Malaysia: Economic growth rises in the fourth quarter of 2025
Economy ends 2025 on a high note: Malaysia’s GDP grew 5.7% in annual terms in Q4, following a 5.2% expansion in the prior quarter. Q4’s reading was the strongest since Q2 2024 and beat market expectations of a softer uptick compared with Q3.
In 2025 as a whole, the economy grew 4.9%, down from 2024’s 5.1% rise but surpassing the Central Bank’s projections of 4.0–4.8% growth.
Agriculture, manufacturing and services fuel acceleration: Compared with the previous quarter’s data, readings in Q4 improved for the agricultural sector (+5.1% in annual terms vs +0.4% in Q3), the construction sector (+11.9% vs +11.8% in Q3), the manufacturing sector (+6.0% vs +4.1% in Q3) and the services sector (+5.4% vs +5.0% in Q3). In contrast, the reading for mining softened in Q4 (+1.1% vs +9.7% in Q3).
In Q4, agriculture got a boost from a rebound in palm oil production, manufacturing from electronics, services from trade-related activities, and construction from infrastructure and data-center projects.
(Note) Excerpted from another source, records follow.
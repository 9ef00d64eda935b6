use super::error::TemporalResult;
use super::key::TemporalKey;
use super::state::{StateRecord, TemporalIdentity};
use super::temporal::{BufferStats, TemporalBuffer};
use parking_lot::RwLock;
use std::sync::Arc;

/// Thread-safe handle around a [`TemporalBuffer`].
///
/// Each add holds the write lock across both containers, so readers never
/// observe the window and the identifier index out of step. Clones share the
/// same buffer.
#[derive(Debug)]
pub struct SharedTemporalBuffer<S = StateRecord> {
    inner: Arc<RwLock<TemporalBuffer<S>>>,
}

impl<S> Clone for SharedTemporalBuffer<S> {
    fn clone(&self) -> Self {
        Self {
            inner: Arc::clone(&self.inner),
        }
    }
}

impl<S> SharedTemporalBuffer<S> {
    pub fn new(temporal_depth: usize) -> TemporalResult<Self> {
        TemporalBuffer::new(temporal_depth).map(Self::from)
    }

    pub fn add(&self, id: impl Into<String>, state: impl Into<Arc<S>>) -> Arc<S> {
        self.inner.write().add(id, state)
    }

    pub fn get(&self, key: impl Into<TemporalKey>) -> TemporalResult<Option<Arc<S>>> {
        self.inner.read().get(key).map(|found| found.cloned())
    }

    pub fn by_id(&self, id: &str) -> Option<Arc<S>> {
        self.inner.read().by_id(id).cloned()
    }

    pub fn current(&self) -> TemporalResult<Arc<S>> {
        self.inner.read().current().cloned()
    }

    pub fn get_last_n(&self, n: usize) -> Vec<Arc<S>> {
        self.inner.read().get_last_n(n)
    }

    pub fn contains(&self, id: &str) -> bool {
        self.inner.read().contains(id)
    }

    pub fn len(&self) -> usize {
        self.inner.read().len()
    }

    pub fn is_empty(&self) -> bool {
        self.inner.read().is_empty()
    }

    pub fn stats(&self) -> BufferStats {
        self.inner.read().stats()
    }

    /// Runs `f` with exclusive access, for multi-step operations that must not interleave
    pub fn with_mut<R>(&self, f: impl FnOnce(&mut TemporalBuffer<S>) -> R) -> R {
        f(&mut self.inner.write())
    }

    /// Runs `f` against a consistent view of the buffer
    pub fn with<R>(&self, f: impl FnOnce(&TemporalBuffer<S>) -> R) -> R {
        f(&self.inner.read())
    }
}

impl<S: TemporalIdentity> SharedTemporalBuffer<S> {
    pub fn update(&self, state: S) -> TemporalResult<Arc<S>> {
        self.inner.write().update(state)
    }
}

impl<S> From<TemporalBuffer<S>> for SharedTemporalBuffer<S> {
    fn from(buffer: TemporalBuffer<S>) -> Self {
        Self {
            inner: Arc::new(RwLock::new(buffer)),
        }
    }
}

impl<S> Default for SharedTemporalBuffer<S> {
    fn default() -> Self {
        Self::from(TemporalBuffer::default())
    }
}

#[cfg(test)]
mod tests {
    use super::*;
    use serde_json::json;
    use std::thread;

    fn state(value: i64) -> StateRecord {
        json!({ "value": value }).as_object().cloned().unwrap()
    }

    #[test]
    fn test_clones_share_state() {
        let shared: SharedTemporalBuffer = SharedTemporalBuffer::new(3).unwrap();
        let other = shared.clone();
        shared.add("a", state(1));
        assert!(other.contains("a"));
        assert_eq!(other.current().unwrap()["value"], 1);
    }

    #[test]
    fn test_concurrent_writers_stay_bounded() {
        let shared: SharedTemporalBuffer = SharedTemporalBuffer::new(8).unwrap();
        let handles: Vec<_> = (0..4)
            .map(|t| {
                let shared = shared.clone();
                thread::spawn(move || {
                    for i in 0..50 {
                        shared.add(format!("t{t}-{i}"), state(i));
                    }
                })
            })
            .collect();
        for handle in handles {
            handle.join().unwrap();
        }

        assert_eq!(shared.len(), 8);
        shared.with(|buffer| {
            assert_eq!(buffer.ids().count(), 8);
            for id in buffer.ids() {
                let indexed = buffer.by_id(id).unwrap();
                assert!(buffer.iter().any(|s| Arc::ptr_eq(s, indexed)));
            }
        });
        assert_eq!(shared.stats().evictions, 192);
    }

    #[test]
    fn test_debug_output() {
        let shared: SharedTemporalBuffer = SharedTemporalBuffer::new(2).unwrap();
        shared.add("a", state(1));
        assert!(format!("{shared:?}").contains("SharedTemporalBuffer"));
    }

    #[test]
    fn test_with_mut_runs_under_one_lock() {
        let shared: SharedTemporalBuffer = SharedTemporalBuffer::new(2).unwrap();
        shared.with_mut(|buffer| {
            buffer.add("a", state(1));
            buffer.add("b", state(2));
        });
        assert_eq!(shared.get_last_n(2).len(), 2);
        assert!(shared.get(5).is_err());
    }
}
Panelist insight: Nomura’s Euben Paracuelles and Yiru Chen commented on the outlook:
“We continue to expect robust domestic demand to be the main growth engine [in 2026], led by both investment spending and private consumption. Strong investment spending growth will likely be sustained by the government’s implementation of infrastructure projects and structural reform. […] We think private consumption will remain supported by resilient labour market conditions and fiscal measures, including a MYR100 handout on 9 February. Additionally, we expect export growth to benefit from a sustained global tech uptrend (with a 6-8 month lead to exports), which could also generate positive spillovers on domestic demand, via labour market and rising wage growth.”